Let $A \subset E$ where $E$ is an inner product space. Show that the orthogonal complement $A^{\perp}$ is closed in $E$.
I have that $A^{\perp} = \{x \in E \mid \langle x, y\rangle = 0, \forall y \in A \}$. So for all fixed $x$ I have that any inner product with a vector from $A$ the result is $0$. If I denote $\varphi(y) =\langle x, y\rangle, \varphi: A \to \mathbb{R}$, then $A^{\perp} = \{x \in E \mid \varphi(y) = 0, \forall y \in A \}$, which is the preimage $\varphi^{-1}(\{0\})$ and since $\{0\}$ is closed by the fact that the metric is induced by the inner product we have that $A^{\perp}$ is closed? I'm not entirely sure I got this correctly.

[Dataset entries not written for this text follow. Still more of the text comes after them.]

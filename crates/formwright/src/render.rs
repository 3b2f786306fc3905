//! Render descriptors handed to the display layer.
//!
//! The core does not draw anything. It describes each field, with its
//! current error, and leaves the mapping to widgets to the host.

use serde::Serialize;

use crate::catalog::{FieldTypeEntry, field_types};
use crate::field::{Field, FieldId, FieldKind, FieldType};
use crate::validate::ValidationErrors;

/// One option as the display layer sees it.
#[derive(Debug, Clone, PartialEq, Eq, Serialize)]
#[serde(untagged)]
pub enum OptionDescriptor {
    /// A dropdown or radio choice.
    Choice(String),
    /// A checkbox option.
    Checkbox { label: String, checked: bool },
}

/// Everything needed to draw one field.
#[derive(Debug, Clone, PartialEq, Eq, Serialize)]
pub struct FieldDescriptor {
    /// Id passed back with every intent for this field.
    pub id: FieldId,
    /// Which input control to draw.
    #[serde(rename = "type")]
    pub field_type: FieldType,
    /// Label shown above the input.
    pub label: String,
    /// Current value. Absent for checkbox fields.
    #[serde(skip_serializing_if = "Option::is_none")]
    pub value: Option<String>,
    /// Options to draw. Absent for text and textarea fields.
    #[serde(skip_serializing_if = "Option::is_none")]
    pub options: Option<Vec<OptionDescriptor>>,
    /// Validation message from the last submit, if any.
    #[serde(skip_serializing_if = "Option::is_none")]
    pub error: Option<String>,
}

impl FieldDescriptor {
    /// Describes `field`, attaching its entry from `errors` if present.
    pub fn describe(field: &Field, errors: &ValidationErrors) -> Self {
        let options = match field.kind() {
            FieldKind::Text { .. } | FieldKind::Textarea { .. } => None,
            FieldKind::Checkbox { options } => Some(
                options
                    .iter()
                    .map(|o| OptionDescriptor::Checkbox {
                        label: o.label.clone(),
                        checked: o.checked,
                    })
                    .collect(),
            ),
            FieldKind::Dropdown { options, .. } | FieldKind::Radio { options, .. } => Some(
                options
                    .iter()
                    .cloned()
                    .map(OptionDescriptor::Choice)
                    .collect(),
            ),
        };

        Self {
            id: field.id(),
            field_type: field.field_type(),
            label: field.label().to_string(),
            value: field.value().map(str::to_string),
            options,
            error: errors.get(field.id()).map(|e| e.to_string()),
        }
    }
}

/// The whole form as the display layer sees it.
#[derive(Debug, Clone, PartialEq, Eq, Serialize)]
pub struct FormView {
    /// Fields in display order.
    pub fields: Vec<FieldDescriptor>,
    /// Entries for the "add field" selector.
    pub field_types: &'static [FieldTypeEntry],
    /// Submit is offered only once the form has a field.
    pub show_submit: bool,
}

impl FormView {
    /// Builds the view for `fields` with the last computed `errors`.
    pub fn build(fields: &[Field], errors: &ValidationErrors) -> Self {
        Self {
            fields: fields
                .iter()
                .map(|field| FieldDescriptor::describe(field, errors))
                .collect(),
            field_types: field_types(),
            show_submit: !fields.is_empty(),
        }
    }
}

#[cfg(test)]
mod tests {
    use super::*;
    use crate::field::CheckboxOption;
    use crate::validate::validate;

    #[test]
    fn test_empty_form_hides_submit() {
        let view = FormView::build(&[], &ValidationErrors::new());
        assert!(view.fields.is_empty());
        assert!(!view.show_submit);
        assert_eq!(view.field_types.len(), 5);
    }

    #[test]
    fn test_text_descriptor_json() {
        let field = Field::new(
            FieldId::new(1),
            FieldKind::Text {
                value: String::new(),
            },
        )
        .with_label("Name");
        let errors = validate(std::slice::from_ref(&field));
        let json = serde_json::to_string(&FieldDescriptor::describe(&field, &errors)).unwrap();
        assert_eq!(
            json,
            r#"{"id":1,"type":"text","label":"Name","value":"","error":"Field is required"}"#
        );
    }

    #[test]
    fn test_checkbox_descriptor_has_no_value() {
        let field = Field::new(
            FieldId::new(2),
            FieldKind::Checkbox {
                options: vec![CheckboxOption::new("A").checked(true)],
            },
        );
        let view = FormView::build(std::slice::from_ref(&field), &ValidationErrors::new());
        let descriptor = &view.fields[0];
        assert!(view.show_submit);
        assert_eq!(descriptor.value, None);
        assert_eq!(
            descriptor.options,
            Some(vec![OptionDescriptor::Checkbox {
                label: "A".into(),
                checked: true
            }])
        );
        assert_eq!(descriptor.error, None);
    }

    #[test]
    fn test_choice_options_serialize_as_strings() {
        let field = Field::new(
            FieldId::new(3),
            FieldKind::Radio {
                value: "Yes".into(),
                options: vec!["Yes".into(), "No".into()],
            },
        );
        let json =
            serde_json::to_string(&FieldDescriptor::describe(&field, &ValidationErrors::new()))
                .unwrap();
        assert_eq!(
            json,
            r#"{"id":3,"type":"radio","label":"","value":"Yes","options":["Yes","No"]}"#
        );
    }
}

Is the domain for $\varphi$ correct?
Better define, for fixed $x \in E$, the map $\phi_x: E \to \Bbb R$ (or $\Bbb C$) by $\phi_x(y)=\langle x,y\rangle$ which is continuous.
Then $$A^\perp= \bigcap\{ \phi_x^{-1}[\{0\}]\mid x \in A\}$$
is an intersection of closed sets and hence closed.